//! Message bus plumbing.
//!
//! The core only talks to [`Transport`]. [`MqttTransport`] implements it on
//! top of rumqttc and owns the connection lifecycle: last will, the discover
//! subscription, re-announcing on discovery requests and reconnects, and the
//! leave message on a clean disconnect.

use rumqttc::{AsyncClient, Event, EventLoop, LastWill, MqttOptions, Outgoing, Packet, QoS};
use std::future::Future;
use std::time::Duration;
use tokio::task::JoinHandle;

use crate::config::MqttConfig;

/// Pause between reconnection attempts of the background event loop.
const RECONNECT_DELAY: Duration = Duration::from_secs(5);

/// How long a clean disconnect waits for the event loop to flush.
const DISCONNECT_GRACE: Duration = Duration::from_secs(2);

/// Capacity of the request channel between client handles and the event loop.
const REQUEST_CAPACITY: usize = 32;

/// Errors from the bus layer.
#[derive(Debug, thiserror::Error)]
pub enum BusError {
    #[error("invalid broker address: {0}")]
    InvalidAddress(String),

    #[error("connection failed: {0}")]
    Connect(#[from] rumqttc::ConnectionError),

    #[error("no answer from broker within {0:?}")]
    ConnectTimeout(Duration),

    #[error("client request failed: {0}")]
    Client(#[from] rumqttc::ClientError),

    #[error("could not serialize metadata: {0}")]
    Serialize(#[from] serde_json::Error),
}

/// A message that announces one sensor.
#[derive(Debug, Clone, PartialEq)]
pub struct Announcement {
    pub topic: String,
    pub payload: Vec<u8>,
}

/// Publish side of a pub/sub transport.
pub trait Transport: Send + Sync {
    fn publish(
        &self,
        topic: &str,
        payload: Vec<u8>,
        retain: bool,
    ) -> impl Future<Output = Result<(), BusError>> + Send;
}

/// MQTT connection to the hemtjanst broker.
pub struct MqttTransport {
    client: AsyncClient,
    client_id: String,
    leave_topic: String,
    event_loop: JoinHandle<()>,
}

impl MqttTransport {
    /// Connect to the broker and start the background event loop.
    ///
    /// Resolves once the broker has acknowledged the connection. The
    /// `announcements` are replayed whenever something is published on the
    /// discover topic and after every reconnect.
    pub async fn connect(
        config: &MqttConfig,
        announcements: Vec<Announcement>,
    ) -> Result<Self, BusError> {
        let (host, port) = config
            .broker()
            .map_err(|_| BusError::InvalidAddress(config.address.clone()))?;

        let mut options = MqttOptions::new(config.client_id.clone(), host, port);
        options.set_keep_alive(Duration::from_secs(config.keep_alive_secs));
        options.set_last_will(LastWill::new(
            config.leave_topic.clone(),
            config.client_id.clone(),
            QoS::AtLeastOnce,
            false,
        ));
        if let (Some(username), Some(password)) = (&config.username, &config.password) {
            options.set_credentials(username, password);
        }

        let (client, mut event_loop) = AsyncClient::new(options, REQUEST_CAPACITY);

        let timeout = Duration::from_secs(config.connect_timeout_secs);
        tokio::time::timeout(timeout, wait_for_connack(&mut event_loop))
            .await
            .map_err(|_| BusError::ConnectTimeout(timeout))??;

        client
            .subscribe(config.discover_topic.clone(), QoS::AtLeastOnce)
            .await?;

        let event_loop = tokio::spawn(drive_event_loop(
            event_loop,
            client.clone(),
            config.discover_topic.clone(),
            announcements,
        ));

        Ok(Self {
            client,
            client_id: config.client_id.clone(),
            leave_topic: config.leave_topic.clone(),
            event_loop,
        })
    }

    /// Say goodbye on the leave topic and close the connection.
    pub async fn disconnect(self) -> Result<(), BusError> {
        self.client
            .publish(
                self.leave_topic.clone(),
                QoS::AtLeastOnce,
                false,
                self.client_id.clone().into_bytes(),
            )
            .await?;
        self.client.disconnect().await?;

        if tokio::time::timeout(DISCONNECT_GRACE, self.event_loop)
            .await
            .is_err()
        {
            log::warn!("MQTT event loop did not stop within {:?}", DISCONNECT_GRACE);
        }
        Ok(())
    }
}

impl Transport for MqttTransport {
    async fn publish(&self, topic: &str, payload: Vec<u8>, retain: bool) -> Result<(), BusError> {
        self.client
            .publish(topic, QoS::AtLeastOnce, retain, payload)
            .await?;
        Ok(())
    }
}

async fn wait_for_connack(event_loop: &mut EventLoop) -> Result<(), BusError> {
    loop {
        if let Event::Incoming(Packet::ConnAck(_)) = event_loop.poll().await? {
            return Ok(());
        }
    }
}

/// Poll the connection until a disconnect goes out.
///
/// Runs in its own task, so it must never await on the client: the request
/// channel is only drained by this very loop. Hence the `try_` calls.
async fn drive_event_loop(
    mut event_loop: EventLoop,
    client: AsyncClient,
    discover_topic: String,
    announcements: Vec<Announcement>,
) {
    log::debug!("MQTT event loop started");

    loop {
        match event_loop.poll().await {
            Ok(Event::Incoming(Packet::Publish(message))) if message.topic == discover_topic => {
                log::info!(
                    "Discovery request received, announcing {} sensors",
                    announcements.len()
                );
                replay_announcements(&client, &announcements);
            }
            Ok(Event::Incoming(Packet::ConnAck(_))) => {
                log::info!("Reconnected to broker");
                if let Err(e) = client.try_subscribe(discover_topic.clone(), QoS::AtLeastOnce) {
                    log::error!("Failed to resubscribe to {}: {}", discover_topic, e);
                }
                replay_announcements(&client, &announcements);
            }
            Ok(Event::Outgoing(Outgoing::Disconnect)) => {
                log::debug!("MQTT event loop stopping");
                break;
            }
            Ok(_) => {}
            Err(e) => {
                log::warn!(
                    "MQTT connection error: {}. Retrying in {:?}",
                    e,
                    RECONNECT_DELAY
                );
                tokio::time::sleep(RECONNECT_DELAY).await;
            }
        }
    }
}

fn replay_announcements(client: &AsyncClient, announcements: &[Announcement]) {
    for announcement in announcements {
        if let Err(e) = client.try_publish(
            announcement.topic.clone(),
            QoS::AtLeastOnce,
            true,
            announcement.payload.clone(),
        ) {
            log::error!("Failed to announce {}: {}", announcement.topic, e);
        }
    }
}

_How to complete this task_.
Give back exactly the lines from the beginning of the records through the line containing "use crate::config::MqttConfig;", and only those.

_Exercise solution_.
//! Message bus plumbing.
//!
//! The core only talks to [`Transport`]. [`MqttTransport`] implements it on
//! top of rumqttc and owns the connection lifecycle: last will, the discover
//! subscription, re-announcing on discovery requests and reconnects, and the
//! leave message on a clean disconnect.

use rumqttc::{AsyncClient, Event, EventLoop, LastWill, MqttOptions, Outgoing, Packet, QoS};
use std::future::Future;
use std::time::Duration;
use tokio::task::JoinHandle;

use crate::config::MqttConfig;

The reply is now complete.